## Work to be completed
Could you write out all of the data again, word for word?

Segment Start: Information

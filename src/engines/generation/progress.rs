use super::evolution_engine::{GenerationStats, ProgressCallback};
use log::{debug, info};

pub struct ConsoleProgressCallback;

impl ProgressCallback for ConsoleProgressCallback {
    fn on_generation_start(&mut self, generation: usize) {
        debug!("Generation {} starting...", generation + 1);
    }

    fn on_generation_complete(&mut self, stats: &GenerationStats) {
        info!(
            "Generation {} complete. Best fitness: {:.6}, mean: {:.6}, best size: {} points",
            stats.generation + 1,
            stats.best_fitness,
            stats.mean_fitness,
            stats.best_points
        );
    }

    fn on_individual_evaluated(&mut self, count: usize, total: usize) {
        if count % 10 == 0 || count == total {
            debug!("  Evaluated {}/{} individuals", count, total);
        }
    }
}

/// Forwards progress to another thread, e.g. a monitor or a test.
pub struct ChannelProgressCallback {
    sender: std::sync::mpsc::Sender<ProgressMessage>,
}

#[derive(Debug, Clone, PartialEq)]
pub enum ProgressMessage {
    GenerationStart(usize),
    GenerationComplete(GenerationStats),
    IndividualEvaluated { current: usize, total: usize },
}

impl ChannelProgressCallback {
    pub fn new(sender: std::sync::mpsc::Sender<ProgressMessage>) -> Self {
        Self { sender }
    }
}

impl ProgressCallback for ChannelProgressCallback {
    fn on_generation_start(&mut self, generation: usize) {
        let _ = self.sender.send(ProgressMessage::GenerationStart(generation));
    }

    fn on_generation_complete(&mut self, stats: &GenerationStats) {
        let _ = self.sender.send(ProgressMessage::GenerationComplete(stats.clone()));
    }

    fn on_individual_evaluated(&mut self, count: usize, total: usize) {
        let _ = self.sender.send(ProgressMessage::IndividualEvaluated { current: count, total });
    }
}
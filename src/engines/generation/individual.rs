use std::fmt;
use std::sync::Arc;

use serde::Serialize;

use crate::engines::evaluation::{Evaluation, Trajectory};
use crate::push::Program;

/// The program (or pool of programs) an individual runs for each member.
#[derive(Debug, Clone, PartialEq)]
pub enum Genotype {
    Single(Program),
    /// One program is drawn per swarm member per move.
    Ensemble(Vec<Program>),
}

/// An evolved optimiser.
#[derive(Debug, Clone)]
pub struct Individual {
    pub genotype: Genotype,
    pub fitness: Option<f32>,
    /// Mean error per problem, in problem order.
    pub errors: Vec<f32>,
    /// Present when the swarm size is evolved.
    pub swarm_size: Option<usize>,
    /// First-run trajectory, kept for crowding. Clones share it.
    pub trajectory: Option<Arc<Trajectory>>,
}

impl Individual {
    pub fn new(program: Program) -> Self {
        Self {
            genotype: Genotype::Single(program),
            fitness: None,
            errors: Vec::new(),
            swarm_size: None,
            trajectory: None,
        }
    }

    pub fn ensemble(programs: Vec<Program>) -> Self {
        Self {
            genotype: Genotype::Ensemble(programs),
            ..Self::new(Program::default())
        }
    }

    pub fn with_swarm_size(mut self, size: usize) -> Self {
        self.swarm_size = Some(size);
        self
    }

    /// The breeding target. Ensembles expose their first program.
    pub fn program(&self) -> &Program {
        match &self.genotype {
            Genotype::Single(program) => program,
            Genotype::Ensemble(programs) => programs.first().unwrap_or(&EMPTY_PROGRAM),
        }
    }

    /// Replace the program, dropping results that belonged to the old one.
    pub fn set_program(&mut self, program: Program) {
        self.genotype = Genotype::Single(program);
        self.invalidate();
    }

    pub fn points(&self) -> usize {
        match &self.genotype {
            Genotype::Single(program) => program.points(),
            Genotype::Ensemble(programs) => programs.iter().map(Program::points).sum(),
        }
    }

    pub fn is_evaluated(&self) -> bool {
        self.fitness.is_some()
    }

    /// Fitness for ranking; unevaluated individuals rank last.
    pub fn fitness_or_worst(&self) -> f32 {
        self.fitness.unwrap_or(f32::MAX)
    }

    pub fn apply(&mut self, evaluation: Evaluation) {
        self.fitness = Some(evaluation.fitness);
        self.errors = evaluation.errors;
        if evaluation.trajectory.is_some() {
            self.trajectory = evaluation.trajectory;
        }
    }

    pub fn invalidate(&mut self) {
        self.fitness = None;
        self.errors.clear();
        self.trajectory = None;
    }

    pub fn summary(&self) -> IndividualSummary {
        IndividualSummary {
            fitness: self.fitness,
            errors: self.errors.clone(),
            swarm_size: self.swarm_size,
            points: self.points(),
            program: self.to_string(),
        }
    }
}

static EMPTY_PROGRAM: Program = Program::empty();

impl fmt::Display for Individual {
    fn fmt(&self, f: &mut fmt::Formatter<'_>) -> fmt::Result {
        match &self.genotype {
            Genotype::Single(program) => write!(f, "{}", program)?,
            Genotype::Ensemble(programs) => {
                for (i, program) in programs.iter().enumerate() {
                    if i > 0 {
                        writeln!(f)?;
                    }
                    write!(f, "{}", program)?;
                }
            }
        }
        if let Some(size) = self.swarm_size {
            write!(f, " {{p={}}}", size)?;
        }
        Ok(())
    }
}

/// Serializable view of an individual for reports.
#[derive(Debug, Clone, Serialize)]
pub struct IndividualSummary {
    pub fitness: Option<f32>,
    pub errors: Vec<f32>,
    pub swarm_size: Option<usize>,
    pub points: usize,
    pub program: String,
}

#[cfg(test)]
mod tests {
    use super::*;
    use crate::push::{Atom, Code};

    #[test]
    fn test_clone_shares_trajectory() {
        let mut a = Individual::new(Program::new(vec![Code::Atom(Atom::Int(1))]));
        a.trajectory = Some(Arc::new(Trajectory::new(1, 1, 2)));
        let b = a.clone();
        let (ta, tb) = (a.trajectory.unwrap(), b.trajectory.unwrap());
        assert!(Arc::ptr_eq(&ta, &tb));
    }

    #[test]
    fn test_set_program_invalidates() {
        let mut a = Individual::new(Program::default());
        a.fitness = Some(1.0);
        a.errors = vec![1.0];
        a.set_program(Program::new(vec![Code::Atom(Atom::Bool(true))]));
        assert!(!a.is_evaluated());
        assert!(a.errors.is_empty());
        assert_eq!(a.fitness_or_worst(), f32::MAX);
    }

    #[test]
    fn test_display_marks_swarm_size() {
        let a = Individual::new(Program::new(vec![Code::Atom(Atom::Int(3))])).with_swarm_size(7);
        assert!(a.to_string().ends_with("{p=7}"));
    }
}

Segment End: Information

## Answer space
filename src/engines/generation/progress.rs
use super::evolution_engine::{GenerationStats, ProgressCallback};
use log::{debug, info};

pub struct ConsoleProgressCallback;

impl ProgressCallback for ConsoleProgressCallback {
    fn on_generation_start(&mut self, generation: usize) {
        debug!("Generation {} starting...", generation + 1);
    }

    fn on_generation_complete(&mut self, stats: &GenerationStats) {
        info!(
            "Generation {} complete. Best fitness: {:.6}, mean: {:.6}, best size: {} points",
            stats.generation + 1,
            stats.best_fitness,
            stats.mean_fitness,
            stats.best_points
        );
    }

    fn on_individual_evaluated(&mut self, count: usize, total: usize) {
        if count % 10 == 0 || count == total {
            debug!("  Evaluated {}/{} individuals", count, total);
        }
    }
}

/// Forwards progress to another thread, e.g. a monitor or a test.
pub struct ChannelProgressCallback {
    sender: std::sync::mpsc::Sender<ProgressMessage>,
}

#[derive(Debug, Clone, PartialEq)]
pub enum ProgressMessage {
    GenerationStart(usize),
    GenerationComplete(GenerationStats),
    IndividualEvaluated { current: usize, total: usize },
}

impl ChannelProgressCallback {
    pub fn new(sender: std::sync::mpsc::Sender<ProgressMessage>) -> Self {
        Self { sender }
    }
}

impl ProgressCallback for ChannelProgressCallback {
    fn on_generation_start(&mut self, generation: usize) {
        let _ = self.sender.send(ProgressMessage::GenerationStart(generation));
    }

    fn on_generation_complete(&mut self, stats: &GenerationStats) {
        let _ = self.sender.send(ProgressMessage::GenerationComplete(stats.clone()));
    }

    fn on_individual_evaluated(&mut self, count: usize, total: usize) {
        let _ = self.sender.send(ProgressMessage::IndividualEvaluated { current: count, total });
    }
}
filename src/engines/generation/individual.rs
use std::fmt;
use std::sync::Arc;

use serde::Serialize;

use crate::engines::evaluation::{Evaluation, Trajectory};
use crate::push::Program;

/// The program (or pool of programs) an individual runs for each member.
#[derive(Debug, Clone, PartialEq)]
pub enum Genotype {
    Single(Program),
    /// One program is drawn per swarm member per move.
    Ensemble(Vec<Program>),
}

/// An evolved optimiser.
#[derive(Debug, Clone)]
pub struct Individual {
    pub genotype: Genotype,
    pub fitness: Option<f32>,
    /// Mean error per problem, in problem order.
    pub errors: Vec<f32>,
    /// Present when the swarm size is evolved.
    pub swarm_size: Option<usize>,
    /// First-run trajectory, kept for crowding. Clones share it.
    pub trajectory: Option<Arc<Trajectory>>,
}

impl Individual {
    pub fn new(program: Program) -> Self {
        Self {
            genotype: Genotype::Single(program),
            fitness: None,
            errors: Vec::new(),
            swarm_size: None,
            trajectory: None,
        }
    }

    pub fn ensemble(programs: Vec<Program>) -> Self {
        Self {
            genotype: Genotype::Ensemble(programs),
            ..Self::new(Program::default())
        }
    }

    pub fn with_swarm_size(mut self, size: usize) -> Self {
        self.swarm_size = Some(size);
        self
    }

    /// The breeding target. Ensembles expose their first program.
    pub fn program(&self) -> &Program {
        match &self.genotype {
            Genotype::Single(program) => program,
            Genotype::Ensemble(programs) => programs.first().unwrap_or(&EMPTY_PROGRAM),
        }
    }

    /// Replace the program, dropping results that belonged to the old one.
    pub fn set_program(&mut self, program: Program) {
        self.genotype = Genotype::Single(program);
        self.invalidate();
    }

    pub fn points(&self) -> usize {
        match &self.genotype {
            Genotype::Single(program) => program.points(),
            Genotype::Ensemble(programs) => programs.iter().map(Program::points).sum(),
        }
    }

    pub fn is_evaluated(&self) -> bool {
        self.fitness.is_some()
    }

    /// Fitness for ranking; unevaluated individuals rank last.
    pub fn fitness_or_worst(&self) -> f32 {
        self.fitness.unwrap_or(f32::MAX)
    }

    pub fn apply(&mut self, evaluation: Evaluation) {
        self.fitness = Some(evaluation.fitness);
        self.errors = evaluation.errors;
        if evaluation.trajectory.is_some() {
            self.trajectory = evaluation.trajectory;
        }
    }

    pub fn invalidate(&mut self) {
        self.fitness = None;
        self.errors.clear();
        self.trajectory = None;
    }

    pub fn summary(&self) -> IndividualSummary {
        IndividualSummary {
            fitness: self.fitness,
            errors: self.errors.clone(),
            swarm_size: self.swarm_size,
            points: self.points(),
            program: self.to_string(),
        }
    }
}

static EMPTY_PROGRAM: Program = Program::empty();

impl fmt::Display for Individual {
    fn fmt(&self, f: &mut fmt::Formatter<'_>) -> fmt::Result {
        match &self.genotype {
            Genotype::Single(program) => write!(f, "{}", program)?,
            Genotype::Ensemble(programs) => {
                for (i, program) in programs.iter().enumerate() {
                    if i > 0 {
                        writeln!(f)?;
                    }
                    write!(f, "{}", program)?;
                }
            }
        }
        if let Some(size) = self.swarm_size {
            write!(f, " {{p={}}}", size)?;
        }
        Ok(())
    }
}

/// Serializable view of an individual for reports.
#[derive(Debug, Clone, Serialize)]
pub struct IndividualSummary {
    pub fitness: Option<f32>,
    pub errors: Vec<f32>,
    pub swarm_size: Option<usize>,
    pub points: usize,
    pub program: String,
}

#[cfg(test)]
mod tests {
    use super::*;
    use crate::push::{Atom, Code};

    #[test]
    fn test_clone_shares_trajectory() {
        let mut a = Individual::new(Program::new(vec![Code::Atom(Atom::Int(1))]));
        a.trajectory = Some(Arc::new(Trajectory::new(1, 1, 2)));
        let b = a.clone();
        let (ta, tb) = (a.trajectory.unwrap(), b.trajectory.unwrap());
        assert!(Arc::ptr_eq(&ta, &tb));
    }

    #[test]
    fn test_set_program_invalidates() {
        let mut a = Individual::new(Program::default());
        a.fitness = Some(1.0);
        a.errors = vec![1.0];
        a.set_program(Program::new(vec![Code::Atom(Atom::Bool(true))]));
        assert!(!a.is_evaluated());
        assert!(a.errors.is_empty());
        assert_eq!(a.fitness_or_worst(), f32::MAX);
    }

    #[test]
    fn test_display_marks_swarm_size() {
        let a = Individual::new(Program::new(vec![Code::Atom(Atom::Int(3))])).with_swarm_size(7);
        assert!(a.to_string().ends_with("{p=7}"));
    }
}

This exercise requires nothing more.